The SSA technique uses a single incision, trapeziectomy, and an intra-articular suture suspension sling anchored into the insertions of the flexor carpi radialis (FCR) and abductor pollicis longus (APL), which serves to stabilize the base of the thumb metacarpal, correct subluxation deformity, and maintain arthroplasty space. Ninety of 153 SSA reconstructions (59% recall) were evaluated at long-term follow-up (mean, 12.6 years). Data were analyzed for functional outcomes, including preoperative and postoperative grip and pinch strength, radiographs, complications, and postoperative Quick Disabilities of the Arm, Shoulder, and Hand (QuickDASH) scores.

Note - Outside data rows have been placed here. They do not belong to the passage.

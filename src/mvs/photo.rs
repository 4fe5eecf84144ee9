extern crate nalgebra as na;

use na::{Vector3, Vector4};

use crate::{Float, PmvsError, PmvsResult};
use crate::image::{Image, Mask, features::{Feature, FeatureType, FEATURE_TYPE_COUNT, split_into_slots}};
use crate::mvs::spatial_index::CellGrid;
use crate::sensors::camera::ProjectiveCamera;

/**
 * An image with its camera, optional silhouette, detected features per feature type and its cell grid.
 */
#[derive(Debug,Clone)]
pub struct Photo {
    pub id: usize,
    pub image: Image,
    pub mask: Option<Mask>,
    pub camera: ProjectiveCamera,
    pub features: Vec<Vec<Feature>>,
    pub cells: CellGrid
}

impl Photo {
    pub fn new(id: usize, image: Image, mask: Option<Mask>, camera: ProjectiveCamera, cell_size: usize) -> PmvsResult<Photo> {
        if cell_size == 0 {
            return Err(PmvsError::InvalidParameters(format!("cell size of photo {} has to be positive", id)));
        }
        if let Some(m) = &mask {
            if m.width() != image.width() || m.height() != image.height() {
                return Err(PmvsError::DatasetMismatch(format!("mask of photo {} is {}x{} but the image is {}x{}", id, m.width(), m.height(), image.width(), image.height())));
            }
        }
        let cells = CellGrid::new(image.width(), image.height(), cell_size);
        Ok(Photo{id, image, mask, camera, features: vec![Vec::new(); FEATURE_TYPE_COUNT], cells})
    }

    pub fn set_features(&mut self, features: &[Feature]) {
        self.features = split_into_slots(features);
    }

    pub fn features_of_type(&self, feature_type: FeatureType) -> &[Feature] {
        &self.features[feature_type.slot()]
    }

    pub fn feature_count(&self) -> usize {
        self.features.iter().map(|f| f.len()).sum()
    }

    pub fn width(&self) -> usize {
        self.image.width()
    }

    pub fn height(&self) -> usize {
        self.image.height()
    }

    pub fn optical_center(&self) -> &Vector4<Float> {
        self.camera.get_optical_center()
    }

    pub fn optical_axis(&self) -> &Vector4<Float> {
        self.camera.get_optical_axis()
    }

    pub fn sample(&self, y: Float, x: Float) -> Vector3<Float> {
        self.image.sample(y, x)
    }

    /**
     * False without a mask and outside the image.
     */
    pub fn is_masked(&self, y: Float, x: Float) -> bool {
        match &self.mask {
            Some(m) => m.is_masked(y, x),
            None => false
        }
    }
}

The mean age at date of surgery was 61.7 ± 7.6 years (82% women). Significant improvement was noted in grip strength (preoperative mean, 25.0 kg; postoperative mean, 28.0 kg; < .0001), key pinch (preoperative, 4.2 kg; postoperative, 5.1 kg; < .0001), and tip pinch (preoperative, 2.9 kg; postoperative, 3.6 kg; < .0001). Radiographic subsidence averaged 35% (0-90). Postoperative QuickDASH scores (mean, 6.6; range, 0-50) revealed good to excellent pain relief and function. One revision was performed, and postoperative FCR rupture occurred in 3 reconstructions.
The SSA technique for thumb CMC arthritis reconstruction yields good to excellent long-term clinical outcomes. Potential advantages of the SSA include short operative time, a single incision, minimal cost, and no need for tendon harvesting, pin fixation, or implantable hardware.
许多手术方法已被用于治疗拇指腕掌(CMC)关节骨关节炎,其变化很大。迄今为止,尚无一种方法被证明是优越的。本研究的目的是报告缝线悬吊关节成形术(SSA)的长期随访结果。
SSA 技术采用单一切口、梯形切除术和关节内缝线悬吊吊带,固定于屈肌腕骨(FCR)和外展拇指长肌(APL)的插入部,以稳定拇指掌骨基底、纠正半脱位畸形并维持关节成形术空间。在长期随访(平均 12.6 年)中,对 153 例 SSA 重建中的 90 例(59%的召回率)进行了评估。数据分析包括术前和术后握力和捏力、影像学、并发症和术后手臂、肩部和手部残疾问卷(QuickDASH)评分。
手术时的平均年龄为 61.7±7.6 岁(82%为女性)。握力(术前平均 25.0kg;术后平均 28.0kg;<0.0001)、关键捏力(术前 4.2kg;术后 5.1kg;<0.0001)和指尖捏力(术前 2.9kg;术后 3.6kg;<0.0001)均有显著改善。影像学下沉平均为 35%(0-90)。术后 QuickDASH 评分(平均 6.6;范围 0-50)显示疼痛缓解和功能良好至优秀。进行了 1 次翻修,3 例重建术后发生 FCR 断裂。
SSA 技术用于拇指 CMC 关节炎重建可获得良好至优秀的长期临床结果。SSA 的潜在优势包括手术时间短、切口单一、费用低以及无需肌腱采集、钉固定或植入式硬件。